Lebanon's agricultural exports need longer shipping time to bypass the traditional Syria route
Lebanon started facilitating the export of agricultural produce via maritime routes Tuesday, with a first shipment containing 200 refrigerated containers of potatoes setting out for the Gulf.
The move was announced after a meeting of a newly formed joint committee comprising officials from the Agriculture, Economy, Public Works and Transportation ministries and representatives of shipping agencies.
The participants voiced support for the use of refrigerated containers as the most viable maritime transport option, arguing against the use of roll-on-roll-off (ro-ro) ships – vessels designed to carry cargo trucks.
The use of ro-ro ships would require vessels to be fully loaded before departing to a given destination and the separate travel of truck drivers to destination ports.
Instead, container ships will leave Beirut port for various regional and international ports every 36 hours, the statement said.
Elie Zakhour, head of the Beirut International Chamber of Navigation, told The Daily Star that some administrative barriers were abolished to facilitate agricultural exports through already-existing shipping routes.
For instance, ports will now accept shipments until 6 p.m. rather than 2 p.m., and will ease procedures for filling containers with produce.
He added that the use of ro-ro ships could lower the price of exported produce as those vessels would likely take large shipments of the same produce to a destination port.
Zakhour said maritime shipment would cost on average the same amount as shipping through land routes.
Nevertheless, he added that land shipments remain more convenient and in most cases a faster option.
Shipping agencies present at the meeting said shipping charges range from $1,500 per 27-ton container to Port Said, Egypt, and $3,600 to Muscat, Oman. Shipments to Jeddah, Saudi Arabia, would cost $2,400 per container.
Representatives from CMA-CGM and MAERSK, two shipping companies that pledged in the meeting to facilitate produce shipments, said the price does not include transportation to Beirut Port as well as inside the destination countries.
Shipping duration ranges from one week to Port Said or Jeddah and three weeks to Aqaba, Jordan depending on which route the ships take.
Lebanese industrialists and farmers have warned that the turmoil across Syria has made exports through the neighboring country to vital Gulf Cooperation Council markets very difficult.
They repeatedly called on the government to initiate ferry lines that can transport trucks to Egypt or Jordan en route to destinations in Saudi Arabia and other Gulf states.
The volume of agricultural exports fell 7 percent in the first half of 2012 compared to 2011, the Farmers Association said in a report issued Tuesday. The association reiterated calls for alternative export routes bypassing Syria.

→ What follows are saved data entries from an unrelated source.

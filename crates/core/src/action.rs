// Copyright (C) 2025 Vince Vasta
// SPDX-License-Identifier: Apache-2.0

//! Player actions.
use serde::{Deserialize, Serialize};
use std::fmt;

use crate::poker::{Chips, SeatId};

/// The kind of a logged action.
#[derive(Copy, Clone, Debug, PartialEq, Eq, Hash, Serialize, Deserialize)]
#[serde(rename_all = "lowercase")]
pub enum ActionKind {
    /// Forced blind bet.
    Blind,
    /// Player folds.
    Fold,
    /// Player checks.
    Check,
    /// Player calls.
    Call,
    /// Player raises.
    Raise,
    /// Player bets all the remaining chips.
    #[serde(rename = "all-in")]
    AllIn,
}

impl ActionKind {
    /// The action label.
    pub fn label(&self) -> &'static str {
        match self {
            ActionKind::Blind => "BLIND",
            ActionKind::Fold => "FOLD",
            ActionKind::Check => "CHECK",
            ActionKind::Call => "CALL",
            ActionKind::Raise => "RAISE",
            ActionKind::AllIn => "ALL-IN",
        }
    }
}

impl fmt::Display for ActionKind {
    fn fmt(&self, f: &mut fmt::Formatter<'_>) -> fmt::Result {
        f.write_str(self.label())
    }
}

/// An action a seat takes on its turn.
#[derive(Copy, Clone, Debug, PartialEq, Eq)]
pub enum TurnAction {
    /// Give up the hand.
    Fold,
    /// Pass without betting.
    Check,
    /// Match the current bet.
    Call,
    /// Put the given amount of chips in the pot.
    Raise(Chips),
    /// Put all the remaining chips in the pot.
    AllIn,
}

impl TurnAction {
    /// The kind of this action.
    pub fn kind(&self) -> ActionKind {
        match self {
            TurnAction::Fold => ActionKind::Fold,
            TurnAction::Check => ActionKind::Check,
            TurnAction::Call => ActionKind::Call,
            TurnAction::Raise(_) => ActionKind::Raise,
            TurnAction::AllIn => ActionKind::AllIn,
        }
    }
}

impl fmt::Display for TurnAction {
    fn fmt(&self, f: &mut fmt::Formatter<'_>) -> fmt::Result {
        match self {
            TurnAction::Raise(amount) => write!(f, "{} {amount}", self.kind()),
            _ => write!(f, "{}", self.kind()),
        }
    }
}

/// An entry in the hand action log.
///
/// The amount is the number of chips the seat moved into the pot, it is only
/// present for blinds, calls, raises and all-ins.
#[derive(Copy, Clone, Debug, PartialEq, Eq, Serialize, Deserialize)]
pub struct Action {
    /// The action kind.
    #[serde(rename = "type")]
    pub kind: ActionKind,
    /// The chips moved into the pot.
    #[serde(default, skip_serializing_if = "Option::is_none")]
    pub amount: Option<Chips>,
    /// The seat that took the action.
    #[serde(rename = "player")]
    pub seat: SeatId,
    /// Position of this action in the hand.
    pub seq: u32,
}

impl Action {
    /// The chips moved by this action, zero for folds and checks.
    pub fn chips(&self) -> Chips {
        self.amount.unwrap_or_default()
    }

    /// Checks if this action raised the bet.
    pub fn is_aggressive(&self) -> bool {
        matches!(self.kind, ActionKind::Raise | ActionKind::AllIn)
    }
}

impl fmt::Display for Action {
    fn fmt(&self, f: &mut fmt::Formatter<'_>) -> fmt::Result {
        match self.amount {
            Some(amount) => write!(f, "{} {} {amount}", self.seat, self.kind),
            None => write!(f, "{} {}", self.seat, self.kind),
        }
    }
}
// Copyright (C) 2025 Vince Vasta
// SPDX-License-Identifier: Apache-2.0

//! Pokermind heads-up table.
//!
//! A [Table] runs a session between a human seat and an AI [Agent] on a
//! spawned task. Commands from the human go through the table handle, the
//! agent plays its turns after a think delay and every change is published as
//! a [TableEvent].
//!
//! [Agent]: pokermind_bot::Agent
#![warn(clippy::all, rust_2018_idioms, missing_docs)]

mod table;

pub use table::{Settlement, Table, TableConfig, TableEvent};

According to the report, agricultural exports totaled 224,000 tons, plummeting from 196,000 tons in 2011 and 182,000 tons in 2010. Compared to 2010, exports in the first half of 2012 were 19 percent lower.
The report, which based commodity comparisons on 2010, said potato and citrus exports were the worst hit in 2012, shedding 52 and 27 percent respectively. Apple and banana exports fell 19 14 percent respectively.
Apricot, cherry, and almond exports, the report added, rebounded slightly in 2012. Exports of the three fruits increased 15 percent in 2012, after falling 42 percent in 2011.